PROBLEM TO WORK ON.
Go through the listing and copy each line with the string "wgsl".

RECORDS TO PROCESS.
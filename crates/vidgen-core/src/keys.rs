//! Storage key derivation.
//!
//! Uploaded source images live under `uploads/{timestamp}-{filename}`;
//! finished videos under `videos/{timestamp}-{stem}[-4k].mp4`. The same
//! timestamp is used for both keys of a submission so the pair is easy to
//! correlate, and the destination key is computed once at submission time
//! and carried through the task record to finalize.

use uuid::Uuid;

/// Strip a filename down to alphanumerics plus `.`, `-` and `_`.
///
/// Degenerate results (empty, too short, extension-only) fall back to a
/// UUID-based name so keys never collapse to e.g. `uploads/123-.jpg`.
pub fn sanitize_filename(original: &str) -> String {
    let extension = original
        .rsplit_once('.')
        .map(|(_, ext)| ext.to_lowercase())
        .filter(|ext| !ext.is_empty())
        .unwrap_or_else(|| "bin".to_string());

    let safe = original
        .chars()
        .filter(|c| c.is_ascii_alphanumeric() || *c == '.' || *c == '-' || *c == '_')
        .collect::<String>();

    if safe.trim().is_empty() || safe.len() < 3 || safe == format!(".{}", extension) {
        format!("{}.{}", Uuid::new_v4(), extension)
    } else {
        safe
    }
}

/// Key for the uploaded source image.
pub fn upload_key(timestamp_ms: i64, filename: &str) -> String {
    format!("uploads/{}-{}", timestamp_ms, sanitize_filename(filename))
}

/// Key the finished video will be stored under. `upscale` appends a `-4k`
/// marker so the plain and upscaled renditions never collide.
pub fn destination_key(timestamp_ms: i64, filename: &str, upscale: bool) -> String {
    let safe = sanitize_filename(filename);
    let stem = safe.rsplit_once('.').map(|(s, _)| s).unwrap_or(&safe);
    let suffix = if upscale { "-4k" } else { "" };
    format!("videos/{}-{}{}.mp4", timestamp_ms, stem, suffix)
}

#[cfg(test)]
mod tests {
    use super::*;

    #[test]
    fn test_sanitize_keeps_safe_characters() {
        assert_eq!(sanitize_filename("cat.jpg"), "cat.jpg");
        assert_eq!(sanitize_filename("my photo (1).png"), "myphoto1.png");
        assert_eq!(sanitize_filename("a_b-c.webp"), "a_b-c.webp");
    }

    #[test]
    fn test_sanitize_degenerate_falls_back_to_uuid() {
        let out = sanitize_filename("日本語.jpg");
        assert!(out.ends_with(".jpg"));
        assert!(out.len() > ".jpg".len() + 3);

        let out = sanitize_filename("");
        assert!(out.ends_with(".bin"));
    }

    #[test]
    fn test_upload_key_shape() {
        assert_eq!(upload_key(171, "cat.jpg"), "uploads/171-cat.jpg");
    }

    #[test]
    fn test_destination_key_plain_and_upscaled() {
        assert_eq!(destination_key(171, "cat.jpg", false), "videos/171-cat.mp4");
        assert_eq!(destination_key(171, "cat.jpg", true), "videos/171-cat-4k.mp4");
    }

    #[test]
    fn test_destination_key_without_extension() {
        assert_eq!(destination_key(171, "catpic", false), "videos/171-catpic.mp4");
    }
}
//! HTTP error response conversion
//!
//! This module provides HTTP-specific error response conversion for AppError.
//!
//! **Preferred handler pattern:** Return `Result<impl IntoResponse, HttpAppError>`.
//! Use `AppError` (or types that implement `Into<AppError>`) for errors and
//! `.map_err(Into::into)` so they become `HttpAppError` and render consistently
//! (status, body, logging).

use axum::{
    extract::multipart::MultipartError,
    http::StatusCode,
    response::{IntoResponse, Response},
    Json,
};
use serde::Serialize;
use vidgen_core::{AppError, LogLevel};
use vidgen_index::IndexError;
use vidgen_provider::ProviderError;
use vidgen_storage::StorageError;

/// Error body shape the browser client matches on: `success` is always
/// `false` and `error` carries the display message.
#[derive(Debug, Serialize)]
pub struct ErrorResponse {
    pub success: bool,
    pub error: String,
}

/// Wrapper type for AppError to implement IntoResponse
/// This is necessary because of Rust's orphan rules - we can't implement
/// IntoResponse (external trait) for AppError (external type from vidgen-core)
#[derive(Debug)]
pub struct HttpAppError(pub AppError);

impl From<AppError> for HttpAppError {
    fn from(err: AppError) -> Self {
        HttpAppError(err)
    }
}

impl From<anyhow::Error> for HttpAppError {
    fn from(err: anyhow::Error) -> Self {
        HttpAppError(AppError::Internal(err.to_string()))
    }
}

impl From<StorageError> for HttpAppError {
    fn from(err: StorageError) -> Self {
        HttpAppError(AppError::Storage(err.to_string()))
    }
}

impl From<IndexError> for HttpAppError {
    fn from(err: IndexError) -> Self {
        HttpAppError(AppError::Index(err.to_string()))
    }
}

impl From<ProviderError> for HttpAppError {
    fn from(err: ProviderError) -> Self {
        HttpAppError(AppError::Upstream(err.to_string()))
    }
}

impl From<MultipartError> for HttpAppError {
    fn from(err: MultipartError) -> Self {
        HttpAppError(AppError::Validation(format!(
            "Invalid multipart body: {}",
            err.body_text()
        )))
    }
}

fn log_error(error: &AppError) {
    let error_type = error.error_type();
    match error.log_level() {
        LogLevel::Debug => {
            tracing::debug!(error = %error, error_type = error_type, "Request failed");
        }
        LogLevel::Warn => {
            tracing::warn!(error = %error, error_type = error_type, "Request failed");
        }
        LogLevel::Error => {
            tracing::error!(error = %error, error_type = error_type, "Request failed");
        }
    }
}

impl IntoResponse for HttpAppError {
    fn into_response(self) -> Response {
        let app_error = &self.0;
        log_error(app_error);

        // The browser client keys off the body's `success` flag and treats
        // every failure the same way, so all errors render as 500.
        let body = Json(ErrorResponse {
            success: false,
            error: app_error.client_message(),
        });

        (StatusCode::INTERNAL_SERVER_ERROR, body).into_response()
    }
}

#[cfg(test)]
mod tests {
    use super::*;

    #[test]
    fn test_from_storage_error() {
        let storage_err = StorageError::UploadFailed("timed out".to_string());
        let HttpAppError(app_err) = storage_err.into();
        match app_err {
            AppError::Storage(msg) => assert!(msg.contains("timed out")),
            _ => panic!("Expected Storage variant"),
        }
    }

    #[test]
    fn test_from_provider_error_is_upstream() {
        let provider_err = ProviderError::Upstream {
            status: 429,
            message: "rate limited".to_string(),
        };
        let HttpAppError(app_err) = provider_err.into();
        match app_err {
            AppError::Upstream(msg) => {
                assert!(msg.contains("429"));
                assert!(msg.contains("rate limited"));
            }
            _ => panic!("Expected Upstream variant"),
        }
    }

    #[test]
    fn test_from_index_error() {
        let index_err = IndexError::Backend("db locked".to_string());
        let HttpAppError(app_err) = index_err.into();
        match app_err {
            AppError::Index(msg) => assert!(msg.contains("db locked")),
            _ => panic!("Expected Index variant"),
        }
    }

    #[test]
    fn test_error_response_shape() {
        let response = ErrorResponse {
            success: false,
            error: "Missing prompt".to_string(),
        };
        let json = serde_json::to_value(&response).unwrap();
        assert_eq!(json.get("success"), Some(&serde_json::Value::Bool(false)));
        assert_eq!(
            json.get("error").and_then(|v| v.as_str()),
            Some("Missing prompt")
        );
    }
}
use wgpu::util::DeviceExt;

/// Bytes per seed point on the GPU (vec4<f32>, w unused).
pub(crate) const POINT_STRIDE: u64 = 16;

/// Bytes per distance value.
pub(crate) const DISTANCE_STRIDE: u64 = 4;

/// Seed point as laid out in the `points` storage buffer. Must match
/// `array<vec4<f32>>` in worley.wgsl.
#[repr(C)]
#[derive(Clone, Copy, Debug, bytemuck::Pod, bytemuck::Zeroable)]
pub(crate) struct GpuPoint {
    pub position: [f32; 3],
    pub _pad: f32,
}

impl From<glam::Vec3> for GpuPoint {
    fn from(p: glam::Vec3) -> Self {
        Self {
            position: p.to_array(),
            _pad: 0.0,
        }
    }
}

/// Uniform block of the Worley kernel (16 bytes). Must match WorleyParams in worley.wgsl.
#[repr(C)]
#[derive(Clone, Copy, Debug, bytemuck::Pod, bytemuck::Zeroable)]
pub(crate) struct WorleyParams {
    pub cell_count: u32,
    pub resolution: u32,
    pub point_count: u32,
    pub _pad: u32,
}

/// Transient buffers for a single distance dispatch.
///
/// Lives for exactly one `compute_distances` call. Dropping the guard
/// destroys every buffer, so early returns release GPU memory too.
pub(crate) struct DispatchBuffers {
    pub points: wgpu::Buffer,
    pub distances: wgpu::Buffer,
    pub staging: wgpu::Buffer,
    pub params: wgpu::Buffer,
    pub distance_bytes: u64,
}

impl DispatchBuffers {
    /// Upload the points and params, allocate `voxel_count` distances plus a
    /// MAP_READ staging copy.
    pub fn new(
        device: &wgpu::Device,
        points: &[GpuPoint],
        params: &WorleyParams,
        voxel_count: u64,
    ) -> Self {
        let distance_bytes = voxel_count * DISTANCE_STRIDE;

        let points = device.create_buffer_init(&wgpu::util::BufferInitDescriptor {
            label: Some("worley-points"),
            contents: bytemuck::cast_slice(points),
            usage: wgpu::BufferUsages::STORAGE,
        });

        let distances = device.create_buffer(&wgpu::BufferDescriptor {
            label: Some("worley-distances"),
            size: distance_bytes,
            usage: wgpu::BufferUsages::STORAGE | wgpu::BufferUsages::COPY_SRC,
            mapped_at_creation: false,
        });

        let staging = device.create_buffer(&wgpu::BufferDescriptor {
            label: Some("worley-staging"),
            size: distance_bytes,
            usage: wgpu::BufferUsages::MAP_READ | wgpu::BufferUsages::COPY_DST,
            mapped_at_creation: false,
        });

        let params = device.create_buffer_init(&wgpu::util::BufferInitDescriptor {
            label: Some("worley-params"),
            contents: bytemuck::bytes_of(params),
            usage: wgpu::BufferUsages::UNIFORM,
        });

        Self {
            points,
            distances,
            staging,
            params,
            distance_bytes,
        }
    }

    /// Record the distances → staging copy.
    pub fn copy_to_staging(&self, encoder: &mut wgpu::CommandEncoder) {
        encoder.copy_buffer_to_buffer(&self.distances, 0, &self.staging, 0, self.distance_bytes);
    }

    /// Map the staging buffer and block until the distances are readable.
    pub fn read_distances(&self, device: &wgpu::Device) -> Result<Vec<f32>, String> {
        let slice = self.staging.slice(..);
        let (tx, rx) = std::sync::mpsc::channel();
        slice.map_async(wgpu::MapMode::Read, move |result| {
            let _ = tx.send(result);
        });
        device.poll(wgpu::Maintain::Wait);

        match rx.recv() {
            Ok(Ok(())) => {}
            Ok(Err(e)) => return Err(e.to_string()),
            Err(e) => return Err(e.to_string()),
        }

        let data = slice.get_mapped_range();
        let values: Vec<f32> = bytemuck::cast_slice(&data).to_vec();
        drop(data);
        self.staging.unmap();
        Ok(values)
    }
}

impl Drop for DispatchBuffers {
    fn drop(&mut self) {
        self.points.destroy();
        self.distances.destroy();
        self.staging.destroy();
        self.params.destroy();
    }
}

/// Byte sizes of the point and distance buffers for a dispatch.
pub(crate) fn dispatch_sizes(point_count: usize, voxel_count: usize) -> (u64, u64) {
    (
        point_count as u64 * POINT_STRIDE,
        voxel_count as u64 * DISTANCE_STRIDE,
    )
}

EXERCISE ANSWER.
/// `array<vec4<f32>>` in worley.wgsl.
/// Uniform block of the Worley kernel (16 bytes). Must match WorleyParams in worley.wgsl.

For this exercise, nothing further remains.